■ Exercise directions
Every line of the records below that holds the word "PointId" belongs in the answer.
------ Records supplied
use cdt_core::point::Point2;
use cdt_core::{PointId, PointTriangulator, PointTriangulatorOptions};

fn pid(i: usize) -> PointId {
  PointId(i)
}

fn orient2d(a: Point2, b: Point2, c: Point2) -> f64 {
  geometry_predicates::orient2d([a.x(), a.y()], [b.x(), b.y()], [c.x(), c.y()])
}

fn assert_ccw_triangles(points: &[Point2], triangles: &[cdt_core::OutputTriangle]) {
  for t in triangles {
    let p0 = points[t.vertices[0].0];
    let p1 = points[t.vertices[1].0];
    let p2 = points[t.vertices[2].0];
    claims::assert_gt!(orient2d(p0, p1, p2), 0.0);
  }
}

fn assert_edges_match_triangle_winding(triangles: &[cdt_core::OutputTriangle], edges: &[cdt_core::OutputEdge]) {
  for t in triangles {
    for k in 0..3 {
      let e = &edges[t.edges[k]];
      let a = t.vertices[k];
      let b = t.vertices[(k + 1) % 3];
      assert!((e.i == a && e.j == b) || (e.i == b && e.j == a));
    }
  }
}

#[test]
fn scenario_a_minimal_triangle() {
  let points = vec![Point2::new(0.0, 0.0), Point2::new(1.0, 0.0), Point2::new(0.0, 1.0)];
  let t = PointTriangulator::new(points.clone());
  assert!(t.validate().is_valid());
  let out = t.triangulate().expect("triangulation should succeed");
  assert_eq!(out.triangles.len(), 1);
  assert_eq!(out.edges.len(), 3);
  assert_ccw_triangles(&points, &out.triangles);
  assert_edges_match_triangle_winding(&out.triangles, &out.edges);
}

#[test]
fn scenario_b_unit_square() {
  let points =
    vec![Point2::new(0.0, 0.0), Point2::new(1.0, 0.0), Point2::new(1.0, 1.0), Point2::new(0.0, 1.0)];
  let options = PointTriangulatorOptions { shuffle_points: false, ..PointTriangulatorOptions::default() };
  let t = PointTriangulator::with_options(points.clone(), Vec::new(), options);
  let out = t.triangulate().expect("triangulation should succeed");
  assert_eq!(out.triangles.len(), 2);
  assert_eq!(out.edges.len(), 5);
  assert_ccw_triangles(&points, &out.triangles);
}

#[test]
fn scenario_c_square_with_forced_diagonal() {
  let points =
    vec![Point2::new(0.0, 0.0), Point2::new(1.0, 0.0), Point2::new(1.0, 1.0), Point2::new(0.0, 1.0)];
  let constraints = vec![(pid(0), pid(2))];
  let t = PointTriangulator::with_options(points.clone(), constraints, PointTriangulatorOptions::default());
  let out = t.triangulate().expect("triangulation should succeed");
  assert_eq!(out.triangles.len(), 2);
  let diagonal_present = out.triangles.iter().any(|tri| {
    let vs = &tri.vertices;
    vs.contains(&pid(0)) && vs.contains(&pid(2))
  });
  assert!(diagonal_present);
  assert_eq!(out.edges[0].i, pid(0));
  assert_eq!(out.edges[0].j, pid(2));
}

#[test]
fn scenario_e_crossing_constraints_fail_validation() {
  let points = vec![Point2::new(0.0, 0.0), Point2::new(1.0, 1.0), Point2::new(0.0, 1.0), Point2::new(1.0, 0.0)];
  let constraints = vec![(pid(0), pid(1)), (pid(2), pid(3))];
  let t = PointTriangulator::with_options(points, constraints, PointTriangulatorOptions::default());
  let report = t.validate();
  assert!(!report.is_valid());
  assert!(report.some_edges_intersect);
}

#[test]
fn scenario_f_three_colinear_points() {
  let points = vec![Point2::new(0.0, 0.0), Point2::new(1.0, 0.0), Point2::new(2.0, 0.0)];
  let t = PointTriangulator::new(points);
  let report = t.validate();
  assert!(!report.is_valid());
  assert!(report.all_points_are_colinear);
}

#[test]
fn property_13_colinear_points_plus_one_off_line() {
  let points = vec![
    Point2::new(0.0, 0.0),
    Point2::new(1.0, 0.0),
    Point2::new(2.0, 0.0),
    Point2::new(3.0, 0.0),
    Point2::new(1.5, 1.0),
  ];
  let t = PointTriangulator::new(points.clone());
  let out = t.triangulate().expect("triangulation should succeed");
  assert_eq!(out.triangles.len(), 3);
  assert_ccw_triangles(&points, &out.triangles);
}

#[test]
fn property_14_convex_polygon_produces_n_minus_two_triangles() {
  let n = 8;
  let points: Vec<Point2> = (0..n)
    .map(|i| {
      let theta = (i as f64) / (n as f64) * std::f64::consts::TAU;
      Point2::new(theta.cos(), theta.sin())
    })
    .collect();
  let t = PointTriangulator::new(points.clone());
  let out = t.triangulate().expect("triangulation should succeed");
  assert_eq!(out.triangles.len(), n - 2);
  assert_ccw_triangles(&points, &out.triangles);
}

#[test]
fn property_10_deterministic_without_shuffle() {
  let points: Vec<Point2> =
    (0..20).map(|i| Point2::new((i as f64 * 37.0) % 11.0, (i as f64 * 53.0) % 13.0)).collect();
  let options = PointTriangulatorOptions { shuffle_points: false, ..PointTriangulatorOptions::default() };
  let t1 = PointTriangulator::with_options(points.clone(), Vec::new(), options);
  let t2 = PointTriangulator::with_options(points, Vec::new(), options);
  let out1 = t1.triangulate().expect("first triangulation should succeed");
  let out2 = t2.triangulate().expect("second triangulation should succeed");
  assert_eq!(out1.triangles, out2.triangles);
  assert_eq!(out1.edges, out2.edges);
}

#[test]
fn property_11_deterministic_with_fixed_seed_shuffle() {
  let points: Vec<Point2> =
    (0..20).map(|i| Point2::new((i as f64 * 37.0) % 11.0, (i as f64 * 53.0) % 13.0)).collect();
  let t1 = PointTriangulator::new(points.clone());
  let t2 = PointTriangulator::new(points);
  let out1 = t1.triangulate().expect("first triangulation should succeed");
  let out2 = t2.triangulate().expect("second triangulation should succeed");
  assert_eq!(out1.triangles, out2.triangles);
  assert_eq!(out1.edges, out2.edges);
}

#[test]
fn property_3_every_edge_borders_one_or_two_triangles() {
  let points: Vec<Point2> =
    (0..15).map(|i| Point2::new((i as f64 * 41.0) % 10.0, (i as f64 * 31.0) % 9.0)).collect();
  let t = PointTriangulator::new(points);
  let out = t.triangulate().expect("triangulation should succeed");
  let mut uses = vec![0usize; out.edges.len()];
  for tri in &out.triangles {
    for &e in &tri.edges {
      uses[e] += 1;
    }
  }
  for &count in &uses {
    assert!(count == 1 || count == 2);
  }
}

#[test]
fn property_4_every_input_point_appears_in_some_triangle() {
  let points: Vec<Point2> =
    (0..15).map(|i| Point2::new((i as f64 * 41.0) % 10.0, (i as f64 * 31.0) % 9.0)).collect();
  let t = PointTriangulator::new(points.clone());
  let out = t.triangulate().expect("triangulation should succeed");
  let mut seen = vec![false; points.len()];
  for tri in &out.triangles {
    for v in tri.vertices {
      seen[v.0] = true;
    }
  }
  assert!(seen.iter().all(|&s| s));
}

#[test]
fn property_9_euler_formula_holds() {
  let points: Vec<Point2> =
    (0..15).map(|i| Point2::new((i as f64 * 41.0) % 10.0, (i as f64 * 31.0) % 9.0)).collect();
  let t = PointTriangulator::new(points);
  let out = t.triangulate().expect("triangulation should succeed");
  let v = out.triangles.iter().flat_map(|tri| tri.vertices).map(|p| p.0).collect::<std::collections::HashSet<_>>().len();
  let e = out.edges.len();
  let f = out.triangles.len();
  assert_eq!(v as isize - e as isize + f as isize, 1);
}

#[test]
fn universal_invariant_delaunay_property_holds_unconstrained() {
  let points: Vec<Point2> =
    (0..30).map(|i| Point2::new((i as f64 * 17.0) % 9.0, (i as f64 * 29.0) % 7.0)).collect();
  let t = PointTriangulator::new(points.clone());
  let out = t.triangulate().expect("triangulation should succeed");
  for tri in &out.triangles {
    let (a, b, c) = (points[tri.vertices[0].0], points[tri.vertices[1].0], points[tri.vertices[2].0]);
    for (idx, p) in points.iter().enumerate() {
      if tri.vertices.iter().any(|v| v.0 == idx) {
        continue;
      }
      let sign = geometry_predicates::incircle([a.x(), a.y()], [b.x(), b.y()], [c.x(), c.y()], [p.x(), p.y()]);
      claims::assert_le!(sign, 1e-9);
    }
  }
}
------------
■ Response for this exercise
use cdt_core::{PointId, PointTriangulator, PointTriangulatorOptions};
fn pid(i: usize) -> PointId {
  PointId(i)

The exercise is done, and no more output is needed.